- **Information**:
--- START ---

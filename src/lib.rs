//! # monitors
//!
//! A pure Rust cross-platform library for enumerating monitors and switching
//! their display modes.
//!
//! ## Features
//!
//! - Cross-platform support (macOS, Windows, Linux/X11)
//! - Lists each monitor's usable modes and the currently active one
//! - Mode switching that re-validates the mode against the live OS state
//! - Injectable [`DisplayProvider`] so detection logic runs without hardware
//!
//! ## Quick Start
//!
//! ### Listing Monitors
//!
//! ```no_run
//! for monitor in monitors::detect()? {
//!     println!("{} ({:.0}x{:.0} mm)", monitor.name, monitor.width_mm, monitor.height_mm);
//!     for mode in monitor.modes() {
//!         let marker = if monitor.current_mode() == Some(mode) { "*" } else { " " };
//!         println!("  {marker} {mode}");
//!     }
//! }
//! # Ok::<(), monitors::Error>(())
//! ```
//!
//! ### Switching Modes
//!
//! ```no_run
//! use monitors::Error;
//!
//! let Some(mut monitor) = monitors::primary_monitor()? else {
//!     return Ok(());
//! };
//! if let Some(mode) = monitor.find_mode(1920, 1080, 60.0).cloned() {
//!     match monitors::apply_mode(&mut monitor, &mode) {
//!         Ok(()) => println!("Now running {mode}"),
//!         Err(Error::ModeNotFound) => println!("Display changed, detect again"),
//!         Err(e) => return Err(e),
//!     }
//! }
//! # Ok::<(), monitors::Error>(())
//! ```
//!
//! ## Filtering
//!
//! Only modes the OS marks valid and safe, that are neither interlaced nor
//! stretched, and that use 16-bit or 32-bit direct pixels are reported (see
//! [`filter`]). If the active mode fails that test, the monitor has no
//! current mode.

pub mod error;
pub mod filter;
pub mod manager;
pub mod monitor;
pub mod provider;
pub mod stub;

mod platform;

// Re-exports
pub use error::{Error, Result};
pub use manager::Monitors;
pub use monitor::{DisplayId, Mode, ModeId, Monitor};
pub use platform::SystemDisplays;
pub use provider::{
    DisplayProvider, ModeDescriptor, ModeFlags, PhysicalSize, PixelEncoding, RawMode,
    RefreshPeriod,
};

/// Prepare the library for use.
///
/// Currently there is nothing to set up; always succeeds.
pub fn init() -> Result<()> {
    Ok(())
}

/// Release anything [`init`] acquired. Currently a no-op.
pub fn deinit() {}

/// Detect every awake monitor using the OS display services.
pub fn detect() -> Result<Vec<Monitor>> {
    Monitors::new().detect()
}

/// Get the primary monitor, if it is awake.
pub fn primary_monitor() -> Result<Option<Monitor>> {
    Ok(detect()?.into_iter().find(Monitor::is_primary))
}

/// Switch `monitor` to `mode` using the OS display services.
///
/// See [`Monitors::apply_mode`].
pub fn apply_mode(monitor: &mut Monitor, mode: &Mode) -> Result<()> {
    Monitors::new().apply_mode(monitor, mode)
}

#[cfg(test)]
mod tests {
    use super::*;

    #[test]
    fn test_lifecycle() {
        assert!(init().is_ok());
        deinit();
        assert!(init().is_ok());
    }

    #[cfg(feature = "serde")]
    #[test]
    fn test_monitor_serde_roundtrip() {
        use crate::stub::{StubDisplay, StubProvider};

        let display = StubDisplay::new(4, "DELL U2720Q")
            .with_uuid("6A1B2C3D-0000-0000-0000-000000000004")
            .with_size(597.0, 336.0)
            .with_mode(ModeDescriptor {
                id: ModeId(1),
                flags: ModeFlags::USABLE,
                encoding: PixelEncoding::Direct32,
                width: 3840,
                height: 2160,
                refresh_rate: 60.0,
            })
            .with_current(ModeId(1));
        let detected = Monitors::with_provider(StubProvider::new(vec![display]))
            .detect()
            .unwrap();

        let json = serde_json::to_string(&detected[0]).unwrap();
        let restored: Monitor = serde_json::from_str(&json).unwrap();
        assert_eq!(restored, detected[0]);
        assert_eq!(restored.current_mode().map(Mode::id), Some(ModeId(1)));
    }
}
// src/notify.rs
//! Fire-and-forget notification boundary
//!
//! Screens outside the monitor raise transient messages through this
//! seam. The monitor's own alert banner is an inline snapshot field and
//! does not pass through here.

use serde::{Deserialize, Serialize};

/// Notice severity, matching the client's toast variants
#[derive(Debug, Clone, Copy, PartialEq, Eq, Serialize, Deserialize)]
#[serde(rename_all = "snake_case")]
pub enum NoticeSeverity {
    Default,
    Destructive,
}

/// One transient message
#[derive(Debug, Clone, PartialEq, Eq, Serialize, Deserialize)]
pub struct Notice {
    pub title: String,
    pub description: String,
    pub severity: NoticeSeverity,
}

impl Notice {
    pub fn success(title: impl Into<String>, description: impl Into<String>) -> Self {
        Self {
            title: title.into(),
            description: description.into(),
            severity: NoticeSeverity::Default,
        }
    }

    pub fn destructive(title: impl Into<String>, description: impl Into<String>) -> Self {
        Self {
            title: title.into(),
            description: description.into(),
            severity: NoticeSeverity::Destructive,
        }
    }
}

/// Notification sink
pub trait Notifier: Send + Sync {
    /// Deliver a notice; delivery is best-effort and never fails
    fn notify(&self, notice: Notice);
}

/// Notifier that emits notices as tracing events
pub struct TracingNotifier;

impl Notifier for TracingNotifier {
    fn notify(&self, notice: Notice) {
        match notice.severity {
            NoticeSeverity::Default => {
                tracing::info!(title = %notice.title, description = %notice.description, "notice")
            }
            NoticeSeverity::Destructive => {
                tracing::error!(title = %notice.title, description = %notice.description, "notice")
            }
        }
    }
}

/// Notifier that records notices for later inspection
#[derive(Default)]
pub struct RecordingNotifier {
    notices: parking_lot::Mutex<Vec<Notice>>,
}

impl RecordingNotifier {
    pub fn new() -> Self {
        Self::default()
    }

    pub fn notices(&self) -> Vec<Notice> {
        self.notices.lock().clone()
    }
}

impl Notifier for RecordingNotifier {
    fn notify(&self, notice: Notice) {
        self.notices.lock().push(notice);
    }
}

#[cfg(test)]
mod tests {
    use super::*;

    #[test]
    fn test_recording_notifier_captures_in_order() {
        let notifier = RecordingNotifier::new();
        notifier.notify(Notice::success("Profile Updated", "Saved."));
        notifier.notify(Notice::destructive("Connection Error", "Connect first."));

        let notices = notifier.notices();
        assert_eq!(notices.len(), 2);
        assert_eq!(notices[0].severity, NoticeSeverity::Default);
        assert_eq!(notices[1].title, "Connection Error");
    }
}
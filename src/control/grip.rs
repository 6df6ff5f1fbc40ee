// src/control/grip.rs
//! Grip pattern catalog
//!
//! Patterns are selectable labels with no control-loop behavior; the
//! catalog mirrors the hand configurations the client offers.

use serde::{Deserialize, Serialize};
use std::str::FromStr;

/// Named prosthetic hand configuration
#[derive(Debug, Clone, Copy, PartialEq, Eq, Hash, Serialize, Deserialize)]
#[serde(rename_all = "snake_case")]
pub enum GripPattern {
    Precision,
    Power,
    Tripod,
    Hook,
    Spherical,
}

impl GripPattern {
    /// All selectable patterns in display order
    pub fn all() -> [GripPattern; 5] {
        [
            GripPattern::Precision,
            GripPattern::Power,
            GripPattern::Tripod,
            GripPattern::Hook,
            GripPattern::Spherical,
        ]
    }

    /// Display name
    pub fn name(&self) -> &'static str {
        match self {
            GripPattern::Precision => "Precision",
            GripPattern::Power => "Power",
            GripPattern::Tripod => "Tripod",
            GripPattern::Hook => "Hook",
            GripPattern::Spherical => "Spherical",
        }
    }

    /// Short use-case description
    pub fn description(&self) -> &'static str {
        match self {
            GripPattern::Precision => "Fine motor tasks",
            GripPattern::Power => "Strong grip tasks",
            GripPattern::Tripod => "Writing & tools",
            GripPattern::Hook => "Carrying objects",
            GripPattern::Spherical => "Round objects",
        }
    }
}

impl Default for GripPattern {
    fn default() -> Self {
        GripPattern::Precision
    }
}

impl std::fmt::Display for GripPattern {
    fn fmt(&self, f: &mut std::fmt::Formatter<'_>) -> std::fmt::Result {
        f.write_str(self.name())
    }
}

impl FromStr for GripPattern {
    type Err = String;

    fn from_str(s: &str) -> Result<Self, Self::Err> {
        match s.to_ascii_lowercase().as_str() {
            "precision" => Ok(GripPattern::Precision),
            "power" => Ok(GripPattern::Power),
            "tripod" => Ok(GripPattern::Tripod),
            "hook" => Ok(GripPattern::Hook),
            "spherical" => Ok(GripPattern::Spherical),
            other => Err(format!("unknown grip pattern: {}", other)),
        }
    }
}
// src/utils/mod.rs
//! Shared utilities

pub mod time;

pub use time::{current_timestamp_millis, MockTimeProvider, SystemTimeProvider, TimeProvider};
// src/reports.rs
//! Demo report data
//!
//! Trend rows and grip usage shares are hard-coded demo figures, the
//! same ones the reference client charts. Export and share surfaces are
//! intentionally absent.

use crate::control::GripPattern;
use serde::{Deserialize, Serialize};

/// Report aggregation period
#[derive(Debug, Clone, Copy, PartialEq, Eq, Serialize, Deserialize)]
#[serde(rename_all = "snake_case")]
pub enum ReportPeriod {
    Day,
    Week,
    Month,
}

impl Default for ReportPeriod {
    fn default() -> Self {
        ReportPeriod::Week
    }
}

impl ReportPeriod {
    pub fn all() -> [ReportPeriod; 3] {
        [ReportPeriod::Day, ReportPeriod::Week, ReportPeriod::Month]
    }
}

/// One day of tremor trend data
#[derive(Debug, Clone, Copy, PartialEq, Serialize)]
pub struct TrendEntry {
    pub day: &'static str,
    pub intensity: u32,
    pub frequency_hz: f32,
}

/// Share of time spent in one grip pattern
#[derive(Debug, Clone, Copy, PartialEq, Serialize)]
pub struct GripUsage {
    pub grip: GripPattern,
    pub percent: u32,
}

/// Weekly report payload for the presentation layer
#[derive(Debug, Clone, Serialize)]
pub struct WeeklyReport {
    pub period: ReportPeriod,
    pub trend: Vec<TrendEntry>,
    pub grip_usage: Vec<GripUsage>,
}

/// Weekly tremor intensity/frequency rows
pub fn weekly_trend() -> Vec<TrendEntry> {
    vec![
        TrendEntry { day: "Mon", intensity: 45, frequency_hz: 4.2 },
        TrendEntry { day: "Tue", intensity: 38, frequency_hz: 3.8 },
        TrendEntry { day: "Wed", intensity: 52, frequency_hz: 4.6 },
        TrendEntry { day: "Thu", intensity: 41, frequency_hz: 4.1 },
        TrendEntry { day: "Fri", intensity: 48, frequency_hz: 4.4 },
        TrendEntry { day: "Sat", intensity: 35, frequency_hz: 3.6 },
        TrendEntry { day: "Sun", intensity: 42, frequency_hz: 4.0 },
    ]
}

/// Grip usage shares over the reporting window
pub fn grip_usage() -> Vec<GripUsage> {
    vec![
        GripUsage { grip: GripPattern::Precision, percent: 35 },
        GripUsage { grip: GripPattern::Power, percent: 25 },
        GripUsage { grip: GripPattern::Tripod, percent: 20 },
        GripUsage { grip: GripPattern::Hook, percent: 12 },
        GripUsage { grip: GripPattern::Spherical, percent: 8 },
    ]
}

/// Assemble the report payload for a period
pub fn report_for(period: ReportPeriod) -> WeeklyReport {
    WeeklyReport {
        period,
        trend: weekly_trend(),
        grip_usage: grip_usage(),
    }
}

/// Highest trend intensity, used to scale the bar chart
pub fn peak_intensity(trend: &[TrendEntry]) -> u32 {
    trend.iter().map(|entry| entry.intensity).max().unwrap_or(0)
}
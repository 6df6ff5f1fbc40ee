// src/config/constants.rs
//! System-wide configuration constants

/// Tremor monitor constants
pub mod monitor {
    /// Sampling tick interval in the reference behavior
    pub const DEFAULT_TICK_INTERVAL_MS: u64 = 1000;
    pub const MIN_TICK_INTERVAL_MS: u64 = 100;
    pub const MAX_TICK_INTERVAL_MS: u64 = 60_000;

    /// Rolling display window of recent amplitudes
    pub const DEFAULT_HISTORY_CAPACITY: usize = 20;
    pub const MAX_HISTORY_CAPACITY: usize = 1024;

    /// Amplitudes below this are classified Normal
    pub const MILD_AMPLITUDE_FLOOR: f32 = 40.0;
    /// Amplitudes at or above this are classified Severe
    pub const SEVERE_AMPLITUDE_FLOOR: f32 = 70.0;

    /// Display seed shown before the first sample arrives
    pub const SEED_FREQUENCY_HZ: f32 = 4.2;
    pub const SEED_AMPLITUDE: f32 = 65.0;
}

/// Simulated reading source constants
pub mod simulation {
    /// Tremor frequency domain in Hz
    pub const FREQUENCY_MIN_HZ: f32 = 3.0;
    pub const FREQUENCY_MAX_HZ: f32 = 8.0;

    /// Dimensionless amplitude intensity domain
    pub const AMPLITUDE_MIN: f32 = 30.0;
    pub const AMPLITUDE_MAX: f32 = 100.0;
}

/// Prosthetic device constants
pub mod device {
    pub const DEFAULT_BATTERY_PERCENT: u8 = 85;
    pub const DEFAULT_FIRMWARE_VERSION: &str = "2.1.0";
    pub const DEFAULT_DEVICE_NAME: &str = "Tremor Assist Prosthetic";
}

/// Prosthetic control constants
pub mod control {
    pub const DEFAULT_ADAPTIVE_DAMPING: u8 = 75;
    pub const DEFAULT_RESPONSIVENESS: u8 = 60;
    pub const SETTING_SCALE_MAX: u8 = 100;
}

/// Dashboard feed constants
pub mod dashboard {
    /// Status refresh cadence of the dashboard ticker
    pub const DEFAULT_REFRESH_INTERVAL_MS: u64 = 5000;
}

--- END ---

- **Your instructions**:
Show every line of the records above that contains the word "Hook".

- **Result of this task**:
    Hook,
            GripPattern::Hook,
            GripPattern::Hook => "Hook",
            GripPattern::Hook => "Carrying objects",
            "hook" => Ok(GripPattern::Hook),
        GripUsage { grip: GripPattern::Hook, percent: 12 },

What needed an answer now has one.